Saturday, 29 July 2017

Expect the unexpected

Just when I thought that things will go my way. I guess we can never predict anything. Because indeed everything has been planned by Him. We will never truly know what is the outcome of it.

This is just another test from Him. I don't know why i keep failing everytime. Just when i thought it will go well, everything falls apart. I really hope and pray that things will turn out better. I don't know whether i am strong enough to overcome this. I just know that i never once gave up on something that i really care about.

If i do fall again, i hope Allah ease my affairs and make me stronger than ever. It is just so tough right now. Really tough. All i want to do is just hide under my blanket and cry. Cry till there's no more tears left.

Tuesday, 18 July 2017

He answered my prayers

A year ago, i felt so miserable.

Like many other individuals, we failed the interviews multiple times. For me, i failed thrice. Did it stop me from trying? Definitely not. But did i feel useless then? Yes i did.

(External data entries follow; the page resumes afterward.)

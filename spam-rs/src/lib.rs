//! spam-rs: rule-based spam classifier for email text
//!
//! Decides whether a subject/body pair is spam by checking, in order:
//!
//! 1. keyword phrases (case-insensitive substrings)
//! 2. regular-expression patterns (matched as written)
//! 3. heuristic signals such as exclamation or URL counts
//!
//! The first check that fires makes the verdict spam. There is no scoring.
//!
//! # Example
//!
//! ```
//! use spam_rs::{sample_spam_fixture, SpamClassifier};
//!
//! let mut classifier = SpamClassifier::new();
//! assert!(!classifier.classify("Quarterly report", "Please find attached the Q3 numbers."));
//!
//! classifier.add_keywords(["foo-scam"]);
//! assert!(classifier.classify("foo-scam deal", ""));
//!
//! let sample = sample_spam_fixture();
//! assert!(classifier.classify(&sample.subject, &sample.body));
//! ```

pub mod classifier;
pub mod error;
pub mod rules;
pub mod signals;
pub mod types;

pub use classifier::{sample_spam_fixture, SpamClassifier};
pub use error::{Result, SpamError};
pub use rules::RuleSet;
pub use types::{EmailText, SpamSample};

Allah gives you rezeki in many different forms but we are either too blind to see it or too ungrateful to realise that everything is from Him.

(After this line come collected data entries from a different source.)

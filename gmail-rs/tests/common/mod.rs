//! In-memory mailbox shared by the integration tests

#![allow(dead_code)]

use async_trait::async_trait;
use base64::engine::general_purpose::URL_SAFE_NO_PAD;
use base64::Engine as _;
use gmail_rs::error::{MailError, Result};
use gmail_rs::gmail::types::{MessageHeader, MessagePart, MessagePartBody};
use gmail_rs::gmail::{GmailMessage, MailProvider};
use std::sync::Mutex;

#[derive(Debug, Clone, PartialEq)]
pub struct SentMail {
    pub to: String,
    pub subject: String,
    pub body: String,
}

/// Messages are kept in arrival order; listings return newest first
#[derive(Default)]
pub struct MockProvider {
    messages: Mutex<Vec<GmailMessage>>,
    pub sent: Mutex<Vec<SentMail>>,
    /// Every call fails with a 503 when set
    pub offline: bool,
}

impl MockProvider {
    pub fn new(messages: Vec<GmailMessage>) -> Self {
        Self {
            messages: Mutex::new(messages),
            ..Default::default()
        }
    }

    pub fn offline() -> Self {
        Self {
            offline: true,
            ..Default::default()
        }
    }

    pub fn labels_of(&self, id: &str) -> Vec<String> {
        self.messages
            .lock()
            .unwrap()
            .iter()
            .find(|m| m.id == id)
            .map(|m| m.label_ids.clone())
            .unwrap_or_default()
    }

    pub fn contains(&self, id: &str) -> bool {
        self.messages.lock().unwrap().iter().any(|m| m.id == id)
    }

    fn check_online(&self) -> Result<()> {
        if self.offline {
            return Err(MailError::Provider {
                status: 503,
                body: "Service Unavailable".to_string(),
            });
        }
        Ok(())
    }
}

fn not_found(id: &str) -> MailError {
    MailError::Provider {
        status: 404,
        body: format!("Requested entity {} was not found", id),
    }
}

#[async_trait]
impl MailProvider for MockProvider {
    async fn list_messages(&self, label: Option<&str>, max_results: u32) -> Result<Vec<String>> {
        self.check_online()?;
        Ok(self
            .messages
            .lock()
            .unwrap()
            .iter()
            .rev()
            .filter(|m| label.map_or(true, |l| m.has_label(l)))
            .take(max_results as usize)
            .map(|m| m.id.clone())
            .collect())
    }

    async fn get_message(&self, id: &str) -> Result<GmailMessage> {
        self.check_online()?;
        self.messages
            .lock()
            .unwrap()
            .iter()
            .find(|m| m.id == id)
            .cloned()
            .ok_or_else(|| not_found(id))
    }

    async fn send_message(&self, to: &str, subject: &str, body: &str) -> Result<String> {
        self.check_online()?;
        let mut sent = self.sent.lock().unwrap();
        sent.push(SentMail {
            to: to.to_string(),
            subject: subject.to_string(),
            body: body.to_string(),
        });
        Ok(format!("sent-{}", sent.len()))
    }

    async fn modify_labels(&self, id: &str, add: &[&str], remove: &[&str]) -> Result<()> {
        self.check_online()?;
        let mut messages = self.messages.lock().unwrap();
        let message = messages
            .iter_mut()
            .find(|m| m.id == id)
            .ok_or_else(|| not_found(id))?;

        message.label_ids.retain(|l| !remove.contains(&l.as_str()));
        for label in add {
            if !message.has_label(label) {
                message.label_ids.push(label.to_string());
            }
        }
        Ok(())
    }

    async fn delete_message(&self, id: &str) -> Result<()> {
        self.check_online()?;
        let mut messages = self.messages.lock().unwrap();
        let before = messages.len();
        messages.retain(|m| m.id != id);
        if messages.len() == before {
            return Err(not_found(id));
        }
        Ok(())
    }
}

/// Single-part plain-text message
pub fn message(id: &str, labels: &[&str], from: &str, subject: &str, body: &str) -> GmailMessage {
    let header = |name: &str, value: &str| MessageHeader {
        name: name.to_string(),
        value: value.to_string(),
    };

    GmailMessage {
        id: id.to_string(),
        thread_id: Some(format!("thread-{}", id)),
        label_ids: labels.iter().map(|l| l.to_string()).collect(),
        snippet: Some(body.chars().take(40).collect()),
        payload: Some(MessagePart {
            mime_type: Some("text/plain".to_string()),
            headers: vec![
                header("From", from),
                header("To", "me@example.com"),
                header("Subject", subject),
                header("Date", "Tue, 14 May 2024 09:30:00 +0000"),
            ],
            body: Some(MessagePartBody {
                size: body.len() as u64,
                data: Some(URL_SAFE_NO_PAD.encode(body)),
            }),
            parts: vec![],
        }),
    }
}

pub fn sent_message(id: &str, to: &str, subject: &str, body: &str) -> GmailMessage {
    let mut sent = message(id, &["SENT"], "me@example.com", subject, body);
    if let Some(payload) = sent.payload.as_mut() {
        for header in payload.headers.iter_mut().filter(|h| h.name == "To") {
            header.value = to.to_string();
        }
    }
    sent
}

/// Mailbox with three inbox messages (one spam-looking, one starred) and one sent
pub fn sample_mailbox() -> Vec<GmailMessage> {
    vec![
        message(
            "m1",
            &["INBOX", "CATEGORY_PERSONAL", "UNREAD"],
            "alice@example.com",
            "Lunch on Friday?",
            "Are you free for lunch on Friday at noon?",
        ),
        sent_message(
            "m2",
            "dave@example.com",
            "Quarterly report",
            "Attached is the quarterly report.",
        ),
        message(
            "m3",
            &["INBOX", "STARRED"],
            "bob@example.com",
            "Project kickoff",
            "Kickoff meeting notes are in the shared folder.",
        ),
        message(
            "m4",
            &["INBOX", "CATEGORY_PROMOTIONS", "UNREAD"],
            "promo@deals.example",
            "You have won a prize",
            "Claim now before the offer expires.",
        ),
    ]
}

I guess, i was the latter. But after all those setbacks, i did learned from my past mistakes and got what I wanted. But I am still not happy. I guess we humans only wants what we think is the best for us. But we fail to realise that Allah already gives us what is best for us.

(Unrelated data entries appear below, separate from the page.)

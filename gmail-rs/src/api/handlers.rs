//! API request handlers

use axum::{
    body::Bytes,
    extract::{Path, State},
    http::StatusCode,
    response::{IntoResponse, Response},
    Json,
};
use serde::{Deserialize, Serialize};
use std::sync::Arc;
use tracing::{error, info, warn};

use crate::error::MailError;
use crate::gmail::{EmailSummary, Folder, OAuthSession};
use crate::service::EmailService;

/// Shared application state
pub struct AppState {
    pub service: EmailService,
    /// Absent when the provider does not need OAuth (tests, local mocks)
    pub session: Option<Arc<OAuthSession>>,
}

/// Outcome of a mailbox mutation
#[derive(Debug, Serialize, Deserialize)]
pub struct StatusResponse {
    pub success: bool,
    pub message: String,
}

impl StatusResponse {
    pub fn ok(message: impl Into<String>) -> Self {
        Self {
            success: true,
            message: message.into(),
        }
    }

    pub fn failed(message: impl Into<String>) -> Self {
        Self {
            success: false,
            message: message.into(),
        }
    }
}

#[derive(Debug, Serialize, Deserialize)]
pub struct EmailListResponse {
    pub success: bool,
    #[serde(skip_serializing_if = "Option::is_none")]
    pub message: Option<String>,
    pub emails: Vec<EmailSummary>,
}

#[derive(Debug, Serialize, Deserialize)]
pub struct SpamCheckResponse {
    pub success: bool,
    pub is_spam: bool,
}

#[derive(Debug, Deserialize)]
pub struct SendEmailRequest {
    pub to: String,
    pub subject: String,
    pub body: String,
}

#[derive(Debug, Deserialize)]
pub struct StarRequest {
    #[serde(default = "default_starred")]
    pub starred: bool,
}

fn default_starred() -> bool {
    true
}

#[derive(Debug, Default, Deserialize)]
pub struct TestEmail {
    #[serde(default)]
    pub subject: String,
    #[serde(default)]
    pub body: String,
}

#[derive(Debug, Deserialize)]
pub struct TestSpamRequest {
    pub email: TestEmail,
}

#[derive(Debug, Deserialize)]
pub struct KeywordsRequest {
    pub keywords: Vec<String>,
}

#[derive(Debug, Deserialize)]
pub struct PatternsRequest {
    pub patterns: Vec<String>,
}

fn failure(context: &str, e: &MailError) -> Response {
    error!("{}: {}", context, e);
    (
        StatusCode::INTERNAL_SERVER_ERROR,
        Json(StatusResponse::failed(format!("{}: {}", context, e))),
    )
        .into_response()
}

/// GET /api/health
pub async fn health(State(state): State<Arc<AppState>>) -> impl IntoResponse {
    let authenticated = match &state.session {
        Some(session) => session.is_authenticated().await,
        None => true,
    };

    Json(serde_json::json!({
        "status": if authenticated { "healthy" } else { "unauthenticated" },
        "service": "gmail-rs",
        "version": env!("CARGO_PKG_VERSION"),
        "authenticated": authenticated,
    }))
}

/// POST /api/send-email
pub async fn send_email(
    State(state): State<Arc<AppState>>,
    Json(req): Json<SendEmailRequest>,
) -> impl IntoResponse {
    info!("Received send email request to {}", req.to);

    match state.service.send_email(&req.to, &req.subject, &req.body).await {
        Ok(id) => {
            info!("Email sent successfully: {}", id);
            (StatusCode::OK, Json(StatusResponse::ok("Email sent successfully"))).into_response()
        }
        Err(e) => failure("Failed to send email", &e),
    }
}

async fn list_folder(state: &AppState, folder: Folder) -> Response {
    match state.service.list_folder(folder).await {
        Ok(emails) => (
            StatusCode::OK,
            Json(EmailListResponse {
                success: true,
                message: None,
                emails,
            }),
        )
            .into_response(),
        Err(e) => {
            error!("Error getting {} emails: {}", folder.name(), e);
            (
                StatusCode::INTERNAL_SERVER_ERROR,
                Json(EmailListResponse {
                    success: false,
                    message: Some(format!("Failed to get {} emails: {}", folder.name(), e)),
                    emails: Vec::new(),
                }),
            )
                .into_response()
        }
    }
}

/// GET /api/emails/inbox
pub async fn inbox(State(state): State<Arc<AppState>>) -> Response {
    list_folder(&state, Folder::Inbox).await
}

/// GET /api/emails/sent
pub async fn sent(State(state): State<Arc<AppState>>) -> Response {
    list_folder(&state, Folder::Sent).await
}

/// GET /api/emails/spam
pub async fn spam(State(state): State<Arc<AppState>>) -> Response {
    list_folder(&state, Folder::Spam).await
}

/// GET /api/emails/starred
pub async fn starred(State(state): State<Arc<AppState>>) -> Response {
    list_folder(&state, Folder::Starred).await
}

/// GET /api/emails/all
pub async fn all(State(state): State<Arc<AppState>>) -> Response {
    list_folder(&state, Folder::All).await
}

/// DELETE /api/emails/:id
pub async fn delete_email(
    State(state): State<Arc<AppState>>,
    Path(id): Path<String>,
) -> impl IntoResponse {
    match state.service.delete_email(&id).await {
        Ok(()) => (StatusCode::OK, Json(StatusResponse::ok("Email deleted successfully"))).into_response(),
        Err(e) => failure("Failed to delete email", &e),
    }
}

/// POST /api/emails/:id/star - body `{"starred": bool}`; an empty body stars
pub async fn toggle_star(
    State(state): State<Arc<AppState>>,
    Path(id): Path<String>,
    body: Bytes,
) -> impl IntoResponse {
    let starred = if body.iter().all(u8::is_ascii_whitespace) {
        true
    } else {
        match serde_json::from_slice::<StarRequest>(&body) {
            Ok(req) => req.starred,
            Err(e) => {
                warn!("Rejected star request for {}: {}", id, e);
                return (
                    StatusCode::BAD_REQUEST,
                    Json(StatusResponse::failed(format!("Invalid star request: {}", e))),
                )
                    .into_response();
            }
        }
    };

    match state.service.toggle_star(&id, starred).await {
        Ok(()) => {
            let message = if starred {
                "Star added successfully"
            } else {
                "Star removed successfully"
            };
            (StatusCode::OK, Json(StatusResponse::ok(message))).into_response()
        }
        Err(e) => failure("Failed to toggle star", &e),
    }
}

/// POST /api/emails/:id/read
pub async fn mark_as_read(
    State(state): State<Arc<AppState>>,
    Path(id): Path<String>,
) -> impl IntoResponse {
    match state.service.mark_as_read(&id).await {
        Ok(()) => (StatusCode::OK, Json(StatusResponse::ok("Email marked as read"))).into_response(),
        Err(e) => failure("Failed to mark email as read", &e),
    }
}

/// POST /api/emails/:id/spam
pub async fn move_to_spam(
    State(state): State<Arc<AppState>>,
    Path(id): Path<String>,
) -> impl IntoResponse {
    match state.service.move_to_spam(&id).await {
        Ok(()) => (StatusCode::OK, Json(StatusResponse::ok("Email moved to spam"))).into_response(),
        Err(e) => failure("Failed to move email to spam", &e),
    }
}

/// GET /api/emails/:id/spam-check
pub async fn check_message(
    State(state): State<Arc<AppState>>,
    Path(id): Path<String>,
) -> impl IntoResponse {
    match state.service.check_message(&id).await {
        Ok(is_spam) => (
            StatusCode::OK,
            Json(SpamCheckResponse {
                success: true,
                is_spam,
            }),
        )
            .into_response(),
        Err(e) => failure("Failed to check email", &e),
    }
}

/// POST /api/test-spam
pub async fn test_spam(
    State(state): State<Arc<AppState>>,
    Json(req): Json<TestSpamRequest>,
) -> impl IntoResponse {
    let is_spam = state
        .service
        .check_spam(&req.email.subject, &req.email.body)
        .await;
    info!("Test spam result: {}", is_spam);

    Json(SpamCheckResponse {
        success: true,
        is_spam,
    })
}

/// GET /api/spam/sample
pub async fn sample_spam(State(state): State<Arc<AppState>>) -> impl IntoResponse {
    Json(state.service.sample_spam())
}

/// POST /api/spam/keywords
pub async fn add_keywords(
    State(state): State<Arc<AppState>>,
    Json(req): Json<KeywordsRequest>,
) -> impl IntoResponse {
    state.service.add_spam_keywords(&req.keywords).await;
    Json(StatusResponse::ok(format!("Added {} keywords", req.keywords.len())))
}

/// POST /api/spam/patterns - 400 when a pattern does not compile
pub async fn add_patterns(
    State(state): State<Arc<AppState>>,
    Json(req): Json<PatternsRequest>,
) -> impl IntoResponse {
    match state.service.add_spam_patterns(&req.patterns).await {
        Ok(()) => (
            StatusCode::OK,
            Json(StatusResponse::ok(format!("Added {} patterns", req.patterns.len()))),
        )
            .into_response(),
        Err(e @ MailError::Spam(_)) => {
            warn!("Rejected spam pattern: {}", e);
            (StatusCode::BAD_REQUEST, Json(StatusResponse::failed(e.to_string()))).into_response()
        }
        Err(e) => failure("Failed to add patterns", &e),
    }
}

Be grateful. Say Alhamdulillah.

Alhamdulillah, my prayers were answered. May He ease our affairs.🍃

Monday, 3 July 2017

He came at the perfect timing. He came into your life when you were completely broken. He came and took all those pain away. He loved you with all his heart. He reminds you everyday how much he loves you. He seems perfect for you. Right now, you're in love with him. You're madly in love with him. But you're scared, you're scared of losing him. But you'll do anything for him, because he's a keeper.